Exercise
Please copy out each line of the entries in which "const" appears.

Data shown
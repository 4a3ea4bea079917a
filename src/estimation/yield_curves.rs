//! Stand-level base-area and diameter yield curves for the primary layer.

use crate::error::YieldError;
use crate::math::clamp;
use crate::models::{ControlMap, Stand};

/// Ratio of empirical to full stocking.
pub const EMPIRICAL_OCCUPANCY: f32 = 0.85;

fn capped_age(breast_height_age: f32, age_cap: i32) -> f32 {
    if age_cap > 0 {
        breast_height_age.min(age_cap as f32 * 100.0)
    } else {
        breast_height_age
    }
}

/// EMP106. Base area yield (m²/ha) for the primary layer.
///
/// `age_cap` (centuries, 0 for none) limits the age fed to the curve.
/// With `full_occupancy` the empirical estimate is scaled up to full stocking
/// after the upper bound is applied.
pub fn estimate_base_area_yield(
    coefficients: &[f32; 7],
    age_cap: i32,
    dominant_height: f32,
    breast_height_age: f32,
    veteran_base_area: Option<f32>,
    full_occupancy: bool,
    upper_bound_base_area: f32,
) -> Result<f32, YieldError> {
    let age = capped_age(breast_height_age, age_cap);
    if age <= 0.0 {
        return Err(YieldError::Processing(format!(
            "Age was not positive: {age}"
        )));
    }
    let tr_age = age.ln();
    let [a0, a1, a2, a3, a4, a5, a6] = *coefficients;

    let a00 = (a0 + a1 * tr_age).max(0.0);
    let ap = (a3 + a4 * tr_age).max(0.0);

    let mut bap = if dominant_height <= a2 {
        0.0
    } else {
        let bap = a00
            * (dominant_height - a2).powf(ap)
            * (a5 * dominant_height + a6 * veteran_base_area.unwrap_or(0.0)).exp();
        bap.min(upper_bound_base_area)
    };

    if full_occupancy {
        bap /= EMPIRICAL_OCCUPANCY;
    }
    Ok(bap)
}

/// EMP107. Quadratic mean diameter yield (cm, trees 7.5 cm and over).
pub fn estimate_quad_mean_diameter_yield(
    coefficients: &[f32; 5],
    age_cap: i32,
    dominant_height: f32,
    breast_height_age: f32,
    upper_bound_quad_mean_diameter: f32,
) -> Result<f32, YieldError> {
    if dominant_height <= 5.0 {
        return Ok(7.6);
    }
    let age = capped_age(breast_height_age, age_cap);
    if age <= 0.0 {
        return Err(YieldError::Processing(format!(
            "Primary breast height age must be positive but was {age}"
        )));
    }
    let tr_age = age.ln();
    let [c0, k1, k2, k3, k4] = *coefficients;
    let c1 = (k1 + k2 * tr_age).max(0.0);
    let c2 = (k3 + k4 * tr_age).max(0.0);

    let dq = c0 + c1 * (dominant_height - 5.0).powf(c2);
    Ok(clamp(dq, 7.6, upper_bound_quad_mean_diameter))
}

/// Sum `per_genus(genus) * fraction` over the stand's species.
fn weighted_coefficients<const N: usize>(
    stand: &Stand,
    per_genus: impl Fn(&str) -> Result<[f32; N], YieldError>,
) -> Result<[f32; N], YieldError> {
    let mut sum = [0.0_f32; N];
    for sp in &stand.species {
        let coe = per_genus(&sp.genus)?;
        for (s, c) in sum.iter_mut().zip(coe) {
            *s += c * sp.fraction;
        }
    }
    Ok(sum)
}

/// EMP106 coefficients for a stand, weighted by species fraction.
pub fn base_area_yield_coefficients(
    control: &ControlMap,
    stand: &Stand,
) -> Result<[f32; 7], YieldError> {
    let decay_bec = stand.decay_bec();
    let mut coe = weighted_coefficients(stand, |genus| {
        control.basal_area_yield(decay_bec, genus).copied()
    })?;
    if coe[5] > 0.0 {
        coe[5] = 0.0;
    }
    Ok(coe)
}

/// EMP107 coefficients for a stand, weighted by species fraction.
pub fn quad_mean_diameter_yield_coefficients(
    control: &ControlMap,
    stand: &Stand,
) -> Result<[f32; 5], YieldError> {
    let decay_bec = stand.decay_bec();
    weighted_coefficients(stand, |genus| {
        control.quad_mean_diameter_yield(decay_bec, genus).copied()
    })
}
use std::path::{Path, PathBuf};

use forest_yield_estimator::{
    error::YieldError,
    estimation::{compute_utilization_components, trees_per_hectare},
    io,
    models::{ControlMap, Stand, UtilizationClass},
    reconcile::reconcile_stand_diameters,
    site_index::{
        height_to_index, index_to_height, years_to_breast_height, AgeType, SiteIndexEquation,
    },
    Estimator,
};

fn data_path(name: &str) -> PathBuf {
    Path::new(env!("CARGO_MANIFEST_DIR")).join("data").join(name)
}

fn load_control() -> ControlMap {
    io::read_control(data_path("control.toml")).unwrap()
}

fn load_stand(name: &str) -> Stand {
    io::read_stand(data_path(name)).unwrap()
}

#[test]
fn test_full_pipeline_from_files() {
    let control = load_control();
    let stand = load_stand("stand.json");
    let report = Estimator::new(&control, &stand).utilization().unwrap();

    assert_eq!(report.stand_id, "CWH-1");
    assert_eq!(report.species.len(), 3);
    assert!(report.diameter_adjustment.is_some());

    let totals = &report.totals;
    assert!((totals.base_area.all - stand.base_area).abs() < 0.01);
    assert!((totals.base_area.sum_of_bands() - totals.base_area.all).abs() < 0.01);

    let fractions: f32 = report.species.iter().map(|s| s.fraction).sum();
    assert!((fractions - 1.0).abs() < 1e-4);

    for species in &report.species {
        let u = &species.utilization;
        for uc in UtilizationClass::BANDS {
            assert!(u.base_area[uc] >= 0.0, "{} {uc}", species.genus);
            assert!(u.close_utilization_volume[uc] <= u.whole_stem_volume[uc] + 1e-3);
            assert!(u.net_decay_volume[uc] <= u.close_utilization_volume[uc] + 1e-3);
            assert!(u.net_decay_waste_volume[uc] <= u.net_decay_volume[uc] + 1e-3);
            assert!(u.net_decay_waste_breakage_volume[uc] <= u.net_decay_waste_volume[uc] + 1e-3);
        }
    }

    let yield_estimate = report.yield_estimate.unwrap();
    assert_eq!(yield_estimate.dominant_height, 28.0);
}

#[test]
fn test_stand_with_site_curve_and_stated_diameters() {
    let control = load_control();
    let stand = load_stand("stand_site_curve.json");
    let report = compute_utilization_components(&control, &stand).unwrap();

    assert!(report.diameter_adjustment.is_none());
    let y = report.yield_estimate.unwrap();
    let expected = index_to_height(
        SiteIndexEquation::FdcBruce,
        60.0,
        AgeType::Total,
        30.0,
        years_to_breast_height(SiteIndexEquation::FdcBruce, 30.0).unwrap(),
        0.5,
    )
    .unwrap() as f32;
    assert!((y.dominant_height - expected).abs() < 1e-4);
}

#[test]
fn test_reconciled_density_matches_stand() {
    let control = load_control();
    let stand = load_stand("stand.json");
    let result = reconcile_stand_diameters(&control, &stand).unwrap();

    let target = trees_per_hectare(stand.base_area, stand.quad_mean_diameter());
    assert!((result.trees_per_hectare - target).abs() / target < 1e-3);
    for s in &result.species {
        assert!(s.quad_mean_diameter >= s.minimum - 1e-4);
        assert!(s.quad_mean_diameter <= s.maximum + 1e-4);
    }
}

#[test]
fn test_site_index_round_trip() {
    let eq = SiteIndexEquation::FdcBruce;
    let y2bh = years_to_breast_height(eq, 32.0).unwrap();
    let height = index_to_height(eq, 70.0, AgeType::Total, 32.0, y2bh, 0.5).unwrap();
    let site = height_to_index(eq, 70.0, AgeType::Total, height).unwrap();
    assert!((site - 32.0).abs() < 0.1, "site index {site}");
}

#[test]
fn test_every_equation_has_a_citation() {
    for eq in SiteIndexEquation::ALL {
        assert!(!eq.citation().is_empty(), "{eq}");
        assert_eq!(SiteIndexEquation::from_index(eq.index()).unwrap(), eq);
    }
}

#[test]
fn test_unknown_bec_reports_missing_coefficients() {
    let control = load_control();
    let mut stand = load_stand("stand_site_curve.json");
    stand.bec = "XYZ".to_string();
    let err = compute_utilization_components(&control, &stand).unwrap_err();
    assert!(matches!(err, YieldError::MissingCoefficients(_)), "{err}");
}

#[test]
fn test_report_written_as_csv_and_json() {
    let control = load_control();
    let stand = load_stand("stand.json");
    let report = compute_utilization_components(&control, &stand).unwrap();
    let dir = tempfile::tempdir().unwrap();

    let csv_path = dir.path().join("report.csv");
    io::writer_for_path(&csv_path).unwrap().write(&report, &csv_path).unwrap();
    let csv = std::fs::read_to_string(&csv_path).unwrap();
    assert!(csv.starts_with("stand_id,genus,component"));
    assert_eq!(csv.lines().count(), 1 + 8 * 4);

    let json_path = dir.path().join("report.json");
    io::writer_for_path(&json_path).unwrap().write(&report, &json_path).unwrap();
    let content = std::fs::read_to_string(&json_path).unwrap();
    let value: serde_json::Value = serde_json::from_str(&content).unwrap();
    assert_eq!(value["stand_id"], "CWH-1");
}
//! Guarded numeric primitives shared by the site curves and the estimators.
//!
//! The estimators work in single precision, so the exponent guard trips at
//! the point where `f32::exp` would overflow.

use crate::error::YieldError;

/// Largest logit accepted by [`safe_exponent`].
pub const MAX_EXPONENT: f32 = 88.0;

/// `exp(x)`, failing when `x > 88`.
pub fn safe_exponent(logit: f32) -> Result<f32, YieldError> {
    if logit > MAX_EXPONENT {
        return Err(YieldError::Processing(format!(
            "logit {logit} exceeds {MAX_EXPONENT}"
        )));
    }
    Ok(logit.exp())
}

/// Logistic function `e^x / (1 + e^x)` built on [`safe_exponent`].
pub fn exponent_ratio(logit: f32) -> Result<f32, YieldError> {
    let exp = safe_exponent(logit)?;
    Ok(exp / (1.0 + exp))
}

/// Logistic function with the argument saturated to `[-cap, cap]`. Never fails.
pub fn ratio(arg: f32, cap: f32) -> f32 {
    let x = clamp(arg, -cap, cap);
    let exp = x.exp();
    exp / (1.0 + exp)
}

/// Clamp `x` into `[lo, hi]`.
///
/// Unlike `f32::clamp` this accepts `lo > hi`, in which case the lower bound wins.
pub fn clamp(x: f32, lo: f32, hi: f32) -> f32 {
    lo.max(hi.min(x))
}

/// `x^y`, or 0 when `x <= 0`.
pub fn ppow(x: f64, y: f64) -> f64 {
    if x <= 0.0 {
        0.0
    } else {
        x.powf(y)
    }
}

/// Natural log with non-positive arguments replaced by `ln(0.00001)`.
pub fn llog(x: f64) -> f64 {
    if x <= 0.0 {
        0.00001_f64.ln()
    } else {
        x.ln()
    }
}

Problem solution
pub const EMPIRICAL_OCCUPANCY: f32 = 0.85;
fn weighted_coefficients<const N: usize>(
pub const MAX_EXPONENT: f32 = 88.0;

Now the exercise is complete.